Task details >>
Among the records that follow, find the line with "use wasm_bindgen::JsValue;" and the line with "in CSS pixels.". Set down those lines and all lines between them exactly, without adding anything.
Top of Data for the task
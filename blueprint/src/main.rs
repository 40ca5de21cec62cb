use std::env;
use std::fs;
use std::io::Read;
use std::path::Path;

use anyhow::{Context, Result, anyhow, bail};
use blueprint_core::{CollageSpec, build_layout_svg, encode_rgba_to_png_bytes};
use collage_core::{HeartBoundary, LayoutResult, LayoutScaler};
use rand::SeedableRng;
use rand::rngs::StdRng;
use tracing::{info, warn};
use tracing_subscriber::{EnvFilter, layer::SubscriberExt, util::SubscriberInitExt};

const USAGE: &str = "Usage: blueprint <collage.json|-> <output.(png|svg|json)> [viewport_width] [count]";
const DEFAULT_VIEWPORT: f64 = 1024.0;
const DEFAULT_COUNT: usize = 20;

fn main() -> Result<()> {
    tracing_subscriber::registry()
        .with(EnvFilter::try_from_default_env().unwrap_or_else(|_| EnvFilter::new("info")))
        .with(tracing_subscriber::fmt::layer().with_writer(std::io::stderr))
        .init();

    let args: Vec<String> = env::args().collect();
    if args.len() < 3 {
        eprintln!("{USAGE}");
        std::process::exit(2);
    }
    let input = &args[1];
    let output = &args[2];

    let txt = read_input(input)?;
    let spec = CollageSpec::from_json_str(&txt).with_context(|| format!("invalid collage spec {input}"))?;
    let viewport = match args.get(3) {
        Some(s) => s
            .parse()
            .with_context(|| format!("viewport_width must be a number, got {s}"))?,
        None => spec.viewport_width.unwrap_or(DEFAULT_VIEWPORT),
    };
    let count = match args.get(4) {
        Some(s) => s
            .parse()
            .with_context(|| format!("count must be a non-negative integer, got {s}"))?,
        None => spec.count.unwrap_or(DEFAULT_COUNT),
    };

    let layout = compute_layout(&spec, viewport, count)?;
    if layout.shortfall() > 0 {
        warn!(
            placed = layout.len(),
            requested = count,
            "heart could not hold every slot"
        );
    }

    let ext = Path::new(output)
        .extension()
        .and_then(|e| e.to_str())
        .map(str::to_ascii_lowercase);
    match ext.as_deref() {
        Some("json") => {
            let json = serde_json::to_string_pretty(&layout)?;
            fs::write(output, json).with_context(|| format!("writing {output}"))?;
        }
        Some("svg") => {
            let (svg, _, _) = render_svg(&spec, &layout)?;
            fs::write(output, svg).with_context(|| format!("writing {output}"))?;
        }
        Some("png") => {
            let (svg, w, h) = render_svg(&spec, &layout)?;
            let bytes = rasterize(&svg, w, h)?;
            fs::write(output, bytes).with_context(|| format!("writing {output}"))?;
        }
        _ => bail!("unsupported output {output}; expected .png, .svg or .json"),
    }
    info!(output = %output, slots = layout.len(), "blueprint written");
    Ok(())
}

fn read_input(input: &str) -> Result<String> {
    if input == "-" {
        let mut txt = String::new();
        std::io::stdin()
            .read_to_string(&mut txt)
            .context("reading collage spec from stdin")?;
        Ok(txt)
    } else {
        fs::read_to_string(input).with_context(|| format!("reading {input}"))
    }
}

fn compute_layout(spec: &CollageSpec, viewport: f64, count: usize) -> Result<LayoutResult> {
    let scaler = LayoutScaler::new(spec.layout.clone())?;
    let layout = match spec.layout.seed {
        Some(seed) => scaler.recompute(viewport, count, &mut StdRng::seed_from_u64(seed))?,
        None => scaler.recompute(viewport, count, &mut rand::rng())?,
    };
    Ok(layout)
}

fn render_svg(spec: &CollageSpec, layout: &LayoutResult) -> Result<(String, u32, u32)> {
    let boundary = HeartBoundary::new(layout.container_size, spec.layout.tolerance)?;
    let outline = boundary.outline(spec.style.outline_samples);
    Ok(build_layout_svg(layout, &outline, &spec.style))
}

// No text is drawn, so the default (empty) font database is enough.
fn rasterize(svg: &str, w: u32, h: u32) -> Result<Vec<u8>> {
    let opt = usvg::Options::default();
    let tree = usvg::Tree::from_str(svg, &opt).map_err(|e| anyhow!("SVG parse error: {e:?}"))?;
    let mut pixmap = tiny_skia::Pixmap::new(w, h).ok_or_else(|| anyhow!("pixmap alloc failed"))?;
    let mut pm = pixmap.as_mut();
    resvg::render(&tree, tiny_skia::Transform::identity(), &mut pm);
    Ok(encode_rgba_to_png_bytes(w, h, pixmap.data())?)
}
Bottom of Data for the task
Top of Data for the task
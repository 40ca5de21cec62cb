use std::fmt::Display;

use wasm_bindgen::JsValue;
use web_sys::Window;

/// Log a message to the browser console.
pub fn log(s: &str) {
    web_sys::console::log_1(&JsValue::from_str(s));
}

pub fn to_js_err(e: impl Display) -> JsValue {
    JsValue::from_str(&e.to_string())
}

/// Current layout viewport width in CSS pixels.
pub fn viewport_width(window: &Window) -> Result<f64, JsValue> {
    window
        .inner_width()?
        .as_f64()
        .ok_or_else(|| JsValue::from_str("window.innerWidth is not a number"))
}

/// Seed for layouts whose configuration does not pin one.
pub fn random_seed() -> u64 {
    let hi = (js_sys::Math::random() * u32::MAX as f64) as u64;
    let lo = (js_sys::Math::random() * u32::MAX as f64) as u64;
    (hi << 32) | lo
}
Bottom of Data for the task
Top of Data for the task
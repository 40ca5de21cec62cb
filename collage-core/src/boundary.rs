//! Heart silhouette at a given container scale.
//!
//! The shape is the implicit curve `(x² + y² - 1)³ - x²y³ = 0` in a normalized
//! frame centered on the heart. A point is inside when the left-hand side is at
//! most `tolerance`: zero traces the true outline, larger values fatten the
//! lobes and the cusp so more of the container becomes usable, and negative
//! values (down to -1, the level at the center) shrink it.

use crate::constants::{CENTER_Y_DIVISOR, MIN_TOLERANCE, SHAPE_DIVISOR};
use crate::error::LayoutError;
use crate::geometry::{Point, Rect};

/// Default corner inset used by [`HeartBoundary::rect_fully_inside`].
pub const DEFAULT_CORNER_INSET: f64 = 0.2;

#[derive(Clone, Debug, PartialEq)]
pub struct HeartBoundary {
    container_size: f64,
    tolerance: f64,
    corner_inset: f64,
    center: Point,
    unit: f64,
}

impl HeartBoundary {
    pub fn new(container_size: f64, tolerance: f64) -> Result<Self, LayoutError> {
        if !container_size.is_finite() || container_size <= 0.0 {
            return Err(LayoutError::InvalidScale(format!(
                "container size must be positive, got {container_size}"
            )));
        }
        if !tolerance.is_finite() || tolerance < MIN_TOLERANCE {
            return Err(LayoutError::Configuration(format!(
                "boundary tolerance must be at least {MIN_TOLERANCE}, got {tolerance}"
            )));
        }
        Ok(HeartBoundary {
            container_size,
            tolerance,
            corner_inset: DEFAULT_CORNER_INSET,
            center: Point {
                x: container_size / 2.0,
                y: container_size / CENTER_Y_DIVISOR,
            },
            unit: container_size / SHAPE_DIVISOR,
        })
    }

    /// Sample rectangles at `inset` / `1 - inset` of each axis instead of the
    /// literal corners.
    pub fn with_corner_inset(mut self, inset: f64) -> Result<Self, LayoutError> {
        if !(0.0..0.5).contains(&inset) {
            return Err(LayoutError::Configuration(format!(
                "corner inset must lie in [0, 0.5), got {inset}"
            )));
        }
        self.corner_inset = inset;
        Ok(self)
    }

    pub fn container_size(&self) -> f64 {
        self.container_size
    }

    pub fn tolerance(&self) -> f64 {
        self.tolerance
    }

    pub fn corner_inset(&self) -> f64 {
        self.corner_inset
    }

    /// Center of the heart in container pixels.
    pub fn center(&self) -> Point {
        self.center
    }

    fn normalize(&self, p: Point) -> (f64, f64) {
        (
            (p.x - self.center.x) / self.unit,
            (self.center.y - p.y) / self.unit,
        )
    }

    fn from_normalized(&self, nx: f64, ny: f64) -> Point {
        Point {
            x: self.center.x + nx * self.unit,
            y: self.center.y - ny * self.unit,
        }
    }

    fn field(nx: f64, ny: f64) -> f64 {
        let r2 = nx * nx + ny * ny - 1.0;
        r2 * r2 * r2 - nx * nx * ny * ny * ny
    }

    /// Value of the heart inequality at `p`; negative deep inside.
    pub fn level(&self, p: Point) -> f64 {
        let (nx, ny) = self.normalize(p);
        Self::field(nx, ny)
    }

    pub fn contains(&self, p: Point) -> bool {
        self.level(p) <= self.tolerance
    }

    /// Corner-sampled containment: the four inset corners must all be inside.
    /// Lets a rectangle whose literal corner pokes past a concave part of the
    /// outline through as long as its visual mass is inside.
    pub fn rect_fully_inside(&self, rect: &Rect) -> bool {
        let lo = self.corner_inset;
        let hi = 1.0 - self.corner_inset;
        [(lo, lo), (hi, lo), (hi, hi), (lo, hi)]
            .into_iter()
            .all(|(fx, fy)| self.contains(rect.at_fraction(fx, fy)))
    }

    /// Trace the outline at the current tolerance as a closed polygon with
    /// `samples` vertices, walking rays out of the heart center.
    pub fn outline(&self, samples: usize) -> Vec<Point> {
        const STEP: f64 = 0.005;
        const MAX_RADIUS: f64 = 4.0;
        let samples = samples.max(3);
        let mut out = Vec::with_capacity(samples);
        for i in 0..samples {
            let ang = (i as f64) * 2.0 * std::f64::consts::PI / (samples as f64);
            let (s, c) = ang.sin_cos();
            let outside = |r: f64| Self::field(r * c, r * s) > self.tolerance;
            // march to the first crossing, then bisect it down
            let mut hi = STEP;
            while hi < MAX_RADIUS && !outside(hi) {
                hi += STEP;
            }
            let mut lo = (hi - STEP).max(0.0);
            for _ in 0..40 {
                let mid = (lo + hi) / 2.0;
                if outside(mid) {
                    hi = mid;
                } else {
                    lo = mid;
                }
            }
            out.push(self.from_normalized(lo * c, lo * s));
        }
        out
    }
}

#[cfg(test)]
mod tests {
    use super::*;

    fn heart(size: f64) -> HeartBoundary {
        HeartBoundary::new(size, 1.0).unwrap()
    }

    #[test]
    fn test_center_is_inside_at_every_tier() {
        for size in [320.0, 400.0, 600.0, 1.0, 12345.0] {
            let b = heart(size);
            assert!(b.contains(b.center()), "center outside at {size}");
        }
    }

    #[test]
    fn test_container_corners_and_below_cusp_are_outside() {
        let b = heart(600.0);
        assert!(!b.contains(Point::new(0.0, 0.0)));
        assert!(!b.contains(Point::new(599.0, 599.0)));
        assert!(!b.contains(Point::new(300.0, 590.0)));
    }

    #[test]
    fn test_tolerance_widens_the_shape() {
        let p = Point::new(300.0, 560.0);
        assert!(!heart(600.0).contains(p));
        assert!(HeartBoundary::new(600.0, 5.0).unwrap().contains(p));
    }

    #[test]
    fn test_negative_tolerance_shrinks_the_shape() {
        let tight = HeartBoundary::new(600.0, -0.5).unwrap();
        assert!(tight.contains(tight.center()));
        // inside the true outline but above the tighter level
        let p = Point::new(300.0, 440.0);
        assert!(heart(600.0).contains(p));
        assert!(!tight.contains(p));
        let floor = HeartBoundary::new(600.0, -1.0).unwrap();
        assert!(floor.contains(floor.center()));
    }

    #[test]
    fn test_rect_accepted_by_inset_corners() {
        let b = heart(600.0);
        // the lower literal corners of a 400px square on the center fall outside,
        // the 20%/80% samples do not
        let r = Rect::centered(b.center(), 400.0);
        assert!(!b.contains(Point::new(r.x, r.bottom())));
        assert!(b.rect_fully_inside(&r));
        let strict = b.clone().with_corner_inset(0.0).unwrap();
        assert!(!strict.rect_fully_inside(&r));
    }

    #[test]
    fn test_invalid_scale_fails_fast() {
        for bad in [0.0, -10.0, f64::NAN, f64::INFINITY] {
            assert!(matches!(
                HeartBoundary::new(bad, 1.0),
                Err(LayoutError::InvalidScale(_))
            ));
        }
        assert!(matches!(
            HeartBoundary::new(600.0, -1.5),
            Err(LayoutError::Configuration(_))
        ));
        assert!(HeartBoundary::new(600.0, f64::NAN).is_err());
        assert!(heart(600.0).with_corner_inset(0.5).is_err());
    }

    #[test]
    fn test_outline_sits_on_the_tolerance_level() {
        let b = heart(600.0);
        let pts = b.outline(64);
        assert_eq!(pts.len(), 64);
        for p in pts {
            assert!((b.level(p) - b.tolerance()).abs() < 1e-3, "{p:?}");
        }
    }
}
Bottom of Data for the task
Exercise response >>
use wasm_bindgen::JsValue;
use web_sys::Window;

/// Log a message to the browser console.
pub fn log(s: &str) {
    web_sys::console::log_1(&JsValue::from_str(s));
}

pub fn to_js_err(e: impl Display) -> JsValue {
    JsValue::from_str(&e.to_string())
}

/// Current layout viewport width in CSS pixels.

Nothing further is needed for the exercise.